Dataset entries:
# # #

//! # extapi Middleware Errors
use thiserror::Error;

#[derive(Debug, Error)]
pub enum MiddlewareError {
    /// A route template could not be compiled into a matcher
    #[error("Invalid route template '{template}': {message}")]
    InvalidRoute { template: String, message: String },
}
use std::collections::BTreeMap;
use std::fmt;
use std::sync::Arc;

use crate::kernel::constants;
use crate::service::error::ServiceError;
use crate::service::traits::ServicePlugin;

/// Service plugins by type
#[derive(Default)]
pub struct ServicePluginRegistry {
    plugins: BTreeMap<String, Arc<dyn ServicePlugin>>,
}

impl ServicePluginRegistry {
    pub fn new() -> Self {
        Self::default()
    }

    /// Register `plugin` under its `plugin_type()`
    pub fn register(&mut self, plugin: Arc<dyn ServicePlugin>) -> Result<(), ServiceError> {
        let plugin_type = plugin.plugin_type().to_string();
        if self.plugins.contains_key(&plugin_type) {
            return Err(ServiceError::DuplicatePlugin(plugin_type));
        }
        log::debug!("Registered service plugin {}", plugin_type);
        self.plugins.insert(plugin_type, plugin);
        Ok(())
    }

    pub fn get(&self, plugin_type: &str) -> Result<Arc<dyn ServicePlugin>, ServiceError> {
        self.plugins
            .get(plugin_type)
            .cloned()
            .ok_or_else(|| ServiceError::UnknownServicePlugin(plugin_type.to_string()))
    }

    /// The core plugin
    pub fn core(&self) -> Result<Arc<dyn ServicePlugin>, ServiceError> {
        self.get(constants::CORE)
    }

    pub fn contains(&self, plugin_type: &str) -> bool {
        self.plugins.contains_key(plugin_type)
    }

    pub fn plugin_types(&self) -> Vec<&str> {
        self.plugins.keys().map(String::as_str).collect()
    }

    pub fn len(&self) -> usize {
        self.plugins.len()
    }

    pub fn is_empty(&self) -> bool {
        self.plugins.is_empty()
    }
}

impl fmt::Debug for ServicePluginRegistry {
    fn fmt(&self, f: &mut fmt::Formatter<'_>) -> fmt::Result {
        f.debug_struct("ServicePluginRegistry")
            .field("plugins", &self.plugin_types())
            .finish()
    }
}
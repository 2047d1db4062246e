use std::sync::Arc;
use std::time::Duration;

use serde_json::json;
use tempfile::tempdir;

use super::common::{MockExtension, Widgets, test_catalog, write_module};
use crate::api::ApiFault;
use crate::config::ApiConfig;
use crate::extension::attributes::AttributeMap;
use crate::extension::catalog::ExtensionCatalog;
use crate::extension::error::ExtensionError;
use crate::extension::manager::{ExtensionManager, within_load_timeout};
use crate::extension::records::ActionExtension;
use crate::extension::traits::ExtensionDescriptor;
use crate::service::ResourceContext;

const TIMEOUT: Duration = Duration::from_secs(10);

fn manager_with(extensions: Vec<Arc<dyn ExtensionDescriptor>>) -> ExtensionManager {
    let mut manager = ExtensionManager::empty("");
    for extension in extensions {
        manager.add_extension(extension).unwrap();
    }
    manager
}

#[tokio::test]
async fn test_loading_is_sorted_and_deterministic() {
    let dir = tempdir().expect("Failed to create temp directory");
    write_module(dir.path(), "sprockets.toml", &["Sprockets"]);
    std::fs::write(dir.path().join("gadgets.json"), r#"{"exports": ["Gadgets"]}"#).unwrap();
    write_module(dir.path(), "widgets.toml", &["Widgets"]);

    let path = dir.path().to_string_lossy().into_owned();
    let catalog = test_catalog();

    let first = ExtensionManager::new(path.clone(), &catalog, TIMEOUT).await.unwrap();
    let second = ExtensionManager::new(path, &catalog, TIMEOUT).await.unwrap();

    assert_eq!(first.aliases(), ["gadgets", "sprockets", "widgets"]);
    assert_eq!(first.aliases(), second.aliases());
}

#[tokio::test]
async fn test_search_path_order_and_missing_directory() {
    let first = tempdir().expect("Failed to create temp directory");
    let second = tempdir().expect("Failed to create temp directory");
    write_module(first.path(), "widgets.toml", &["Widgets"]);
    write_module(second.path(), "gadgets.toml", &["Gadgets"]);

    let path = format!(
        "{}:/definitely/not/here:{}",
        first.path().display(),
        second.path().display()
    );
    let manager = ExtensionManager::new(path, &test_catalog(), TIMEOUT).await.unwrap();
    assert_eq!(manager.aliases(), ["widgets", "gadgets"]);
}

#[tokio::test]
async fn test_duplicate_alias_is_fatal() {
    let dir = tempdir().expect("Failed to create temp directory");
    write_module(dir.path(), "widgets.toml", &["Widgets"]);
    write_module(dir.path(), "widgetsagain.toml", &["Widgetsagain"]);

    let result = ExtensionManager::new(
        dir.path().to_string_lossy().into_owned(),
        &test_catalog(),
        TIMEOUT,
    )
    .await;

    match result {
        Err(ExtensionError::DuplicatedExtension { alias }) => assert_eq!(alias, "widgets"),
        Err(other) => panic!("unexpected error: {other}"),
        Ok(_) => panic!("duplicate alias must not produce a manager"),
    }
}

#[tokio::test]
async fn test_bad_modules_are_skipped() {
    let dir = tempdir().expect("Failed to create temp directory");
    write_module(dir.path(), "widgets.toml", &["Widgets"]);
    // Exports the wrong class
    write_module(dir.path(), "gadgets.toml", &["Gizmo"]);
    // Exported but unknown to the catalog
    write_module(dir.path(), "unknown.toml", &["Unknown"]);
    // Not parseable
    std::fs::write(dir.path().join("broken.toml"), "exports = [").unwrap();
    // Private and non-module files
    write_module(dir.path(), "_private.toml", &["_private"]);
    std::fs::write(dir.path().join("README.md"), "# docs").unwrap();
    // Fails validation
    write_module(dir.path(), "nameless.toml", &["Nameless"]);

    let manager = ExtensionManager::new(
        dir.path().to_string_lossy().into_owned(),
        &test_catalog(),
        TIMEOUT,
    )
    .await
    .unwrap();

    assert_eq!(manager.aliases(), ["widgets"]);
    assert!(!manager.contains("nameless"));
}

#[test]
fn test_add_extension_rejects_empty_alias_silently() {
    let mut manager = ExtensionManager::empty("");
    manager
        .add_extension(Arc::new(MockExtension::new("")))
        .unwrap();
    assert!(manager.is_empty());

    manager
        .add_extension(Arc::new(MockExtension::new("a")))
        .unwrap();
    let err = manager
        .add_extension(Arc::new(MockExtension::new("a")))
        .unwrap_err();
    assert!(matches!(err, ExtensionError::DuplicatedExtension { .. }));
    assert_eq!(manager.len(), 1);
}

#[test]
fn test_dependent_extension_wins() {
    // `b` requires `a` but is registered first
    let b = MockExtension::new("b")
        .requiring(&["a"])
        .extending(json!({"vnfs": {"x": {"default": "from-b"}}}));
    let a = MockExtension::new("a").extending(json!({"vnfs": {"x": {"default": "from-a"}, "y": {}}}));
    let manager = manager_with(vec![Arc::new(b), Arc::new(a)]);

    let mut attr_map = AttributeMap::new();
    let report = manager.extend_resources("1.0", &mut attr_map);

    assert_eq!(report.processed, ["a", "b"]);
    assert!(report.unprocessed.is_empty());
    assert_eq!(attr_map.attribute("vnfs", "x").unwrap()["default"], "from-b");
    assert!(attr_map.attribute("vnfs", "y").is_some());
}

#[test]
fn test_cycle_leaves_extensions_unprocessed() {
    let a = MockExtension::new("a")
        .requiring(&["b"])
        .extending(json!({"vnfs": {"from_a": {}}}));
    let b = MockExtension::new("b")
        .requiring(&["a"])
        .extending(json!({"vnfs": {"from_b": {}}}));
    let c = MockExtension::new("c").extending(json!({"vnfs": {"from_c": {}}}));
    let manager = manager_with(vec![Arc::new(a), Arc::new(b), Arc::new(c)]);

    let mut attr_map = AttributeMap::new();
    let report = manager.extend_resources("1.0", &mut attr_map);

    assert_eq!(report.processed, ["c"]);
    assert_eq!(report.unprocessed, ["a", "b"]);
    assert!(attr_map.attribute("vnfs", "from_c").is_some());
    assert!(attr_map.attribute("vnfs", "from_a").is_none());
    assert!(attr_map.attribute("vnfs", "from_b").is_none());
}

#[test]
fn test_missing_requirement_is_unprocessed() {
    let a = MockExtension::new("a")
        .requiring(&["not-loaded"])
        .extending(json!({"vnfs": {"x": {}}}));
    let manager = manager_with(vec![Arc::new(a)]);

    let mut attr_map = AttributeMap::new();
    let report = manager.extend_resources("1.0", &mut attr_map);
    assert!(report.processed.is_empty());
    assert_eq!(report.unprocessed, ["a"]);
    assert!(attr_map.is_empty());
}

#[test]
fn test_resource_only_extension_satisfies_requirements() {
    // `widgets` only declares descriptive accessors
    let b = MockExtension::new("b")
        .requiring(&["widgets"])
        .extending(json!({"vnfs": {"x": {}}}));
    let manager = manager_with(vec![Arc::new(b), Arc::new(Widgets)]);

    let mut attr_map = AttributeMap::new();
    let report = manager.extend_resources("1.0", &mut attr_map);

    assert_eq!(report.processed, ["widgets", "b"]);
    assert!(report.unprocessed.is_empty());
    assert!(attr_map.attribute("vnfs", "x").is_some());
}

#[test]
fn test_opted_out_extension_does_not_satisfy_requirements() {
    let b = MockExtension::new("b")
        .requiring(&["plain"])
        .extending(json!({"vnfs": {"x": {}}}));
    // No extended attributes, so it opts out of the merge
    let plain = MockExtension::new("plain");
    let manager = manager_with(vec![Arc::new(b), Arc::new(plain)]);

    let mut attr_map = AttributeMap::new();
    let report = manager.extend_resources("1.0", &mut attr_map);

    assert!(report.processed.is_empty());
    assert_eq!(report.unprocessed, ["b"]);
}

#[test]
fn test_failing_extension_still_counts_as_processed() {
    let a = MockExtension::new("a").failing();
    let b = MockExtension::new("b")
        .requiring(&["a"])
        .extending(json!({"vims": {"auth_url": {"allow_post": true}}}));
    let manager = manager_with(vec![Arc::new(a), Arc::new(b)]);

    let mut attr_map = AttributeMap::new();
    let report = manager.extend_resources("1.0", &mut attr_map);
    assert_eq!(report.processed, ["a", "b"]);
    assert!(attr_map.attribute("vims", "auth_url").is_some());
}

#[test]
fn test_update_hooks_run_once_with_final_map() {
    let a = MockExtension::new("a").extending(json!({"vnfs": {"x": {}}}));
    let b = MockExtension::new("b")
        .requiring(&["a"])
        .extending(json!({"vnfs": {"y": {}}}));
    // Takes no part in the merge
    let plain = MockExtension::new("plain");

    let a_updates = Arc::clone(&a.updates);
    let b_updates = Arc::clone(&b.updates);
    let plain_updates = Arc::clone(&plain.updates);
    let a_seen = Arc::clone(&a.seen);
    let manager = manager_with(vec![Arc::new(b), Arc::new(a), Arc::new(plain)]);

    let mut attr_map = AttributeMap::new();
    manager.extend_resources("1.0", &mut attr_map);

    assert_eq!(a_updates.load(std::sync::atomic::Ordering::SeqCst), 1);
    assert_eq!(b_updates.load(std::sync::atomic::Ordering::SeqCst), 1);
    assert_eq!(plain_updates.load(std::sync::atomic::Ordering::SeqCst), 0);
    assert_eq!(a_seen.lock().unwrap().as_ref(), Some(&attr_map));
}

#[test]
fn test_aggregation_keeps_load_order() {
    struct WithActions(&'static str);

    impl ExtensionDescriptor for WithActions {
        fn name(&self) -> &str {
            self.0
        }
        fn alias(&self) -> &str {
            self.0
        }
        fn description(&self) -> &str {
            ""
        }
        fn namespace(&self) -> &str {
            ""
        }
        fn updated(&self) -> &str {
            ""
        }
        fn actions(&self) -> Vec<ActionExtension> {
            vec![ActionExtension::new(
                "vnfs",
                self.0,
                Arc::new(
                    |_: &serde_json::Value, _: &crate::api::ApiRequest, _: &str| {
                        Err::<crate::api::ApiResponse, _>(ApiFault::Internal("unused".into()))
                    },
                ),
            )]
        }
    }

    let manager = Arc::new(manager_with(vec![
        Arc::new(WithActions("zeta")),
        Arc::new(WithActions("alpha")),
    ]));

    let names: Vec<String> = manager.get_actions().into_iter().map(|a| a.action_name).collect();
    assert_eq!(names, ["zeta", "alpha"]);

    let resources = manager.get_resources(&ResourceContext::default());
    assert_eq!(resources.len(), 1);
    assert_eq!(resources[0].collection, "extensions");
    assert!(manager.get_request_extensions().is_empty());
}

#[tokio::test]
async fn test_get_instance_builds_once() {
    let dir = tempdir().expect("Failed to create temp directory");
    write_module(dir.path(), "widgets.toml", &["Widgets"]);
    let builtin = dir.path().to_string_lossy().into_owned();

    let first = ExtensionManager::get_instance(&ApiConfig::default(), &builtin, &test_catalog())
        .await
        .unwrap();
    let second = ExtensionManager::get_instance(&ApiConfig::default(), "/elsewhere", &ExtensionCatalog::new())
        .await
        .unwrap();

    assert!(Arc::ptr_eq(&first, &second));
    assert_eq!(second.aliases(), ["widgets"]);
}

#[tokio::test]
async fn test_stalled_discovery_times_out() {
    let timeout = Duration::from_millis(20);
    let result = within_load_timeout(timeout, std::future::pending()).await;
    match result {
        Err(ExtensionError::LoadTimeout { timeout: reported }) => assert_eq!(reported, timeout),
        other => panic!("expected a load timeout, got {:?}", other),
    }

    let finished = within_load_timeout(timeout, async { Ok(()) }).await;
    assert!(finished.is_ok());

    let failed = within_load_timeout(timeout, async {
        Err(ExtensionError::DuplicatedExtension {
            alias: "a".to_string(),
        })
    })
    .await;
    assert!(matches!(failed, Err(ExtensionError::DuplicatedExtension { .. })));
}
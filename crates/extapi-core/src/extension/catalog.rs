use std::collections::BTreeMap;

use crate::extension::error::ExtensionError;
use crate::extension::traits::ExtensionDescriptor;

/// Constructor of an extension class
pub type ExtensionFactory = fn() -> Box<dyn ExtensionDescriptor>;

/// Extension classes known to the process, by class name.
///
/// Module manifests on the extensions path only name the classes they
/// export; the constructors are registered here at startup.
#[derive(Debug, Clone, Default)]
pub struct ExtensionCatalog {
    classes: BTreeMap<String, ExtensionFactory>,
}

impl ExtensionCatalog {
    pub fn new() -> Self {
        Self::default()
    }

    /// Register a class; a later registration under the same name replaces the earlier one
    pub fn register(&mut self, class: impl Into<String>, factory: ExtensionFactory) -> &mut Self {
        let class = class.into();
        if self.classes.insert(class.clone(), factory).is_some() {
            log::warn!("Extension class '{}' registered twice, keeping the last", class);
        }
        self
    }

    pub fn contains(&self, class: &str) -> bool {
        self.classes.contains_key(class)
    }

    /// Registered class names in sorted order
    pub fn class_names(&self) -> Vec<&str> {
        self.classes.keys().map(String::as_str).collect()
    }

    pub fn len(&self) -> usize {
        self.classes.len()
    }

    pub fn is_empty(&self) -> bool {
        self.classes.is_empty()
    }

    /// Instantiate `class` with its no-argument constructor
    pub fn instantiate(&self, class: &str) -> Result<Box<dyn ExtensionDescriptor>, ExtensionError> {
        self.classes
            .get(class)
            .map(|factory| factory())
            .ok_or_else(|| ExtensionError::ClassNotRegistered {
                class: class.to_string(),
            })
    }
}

# # #

**TASK BRIEF:**
Each line above that contains the string "join" should be identified and copied.

**COMPLETED TASK:**
    std::fs::write(dir.path().join("gadgets.json"), r#"{"exports": ["Gadgets"]}"#).unwrap();
    std::fs::write(dir.path().join("broken.toml"), "exports = [").unwrap();
    std::fs::write(dir.path().join("README.md"), "# docs").unwrap();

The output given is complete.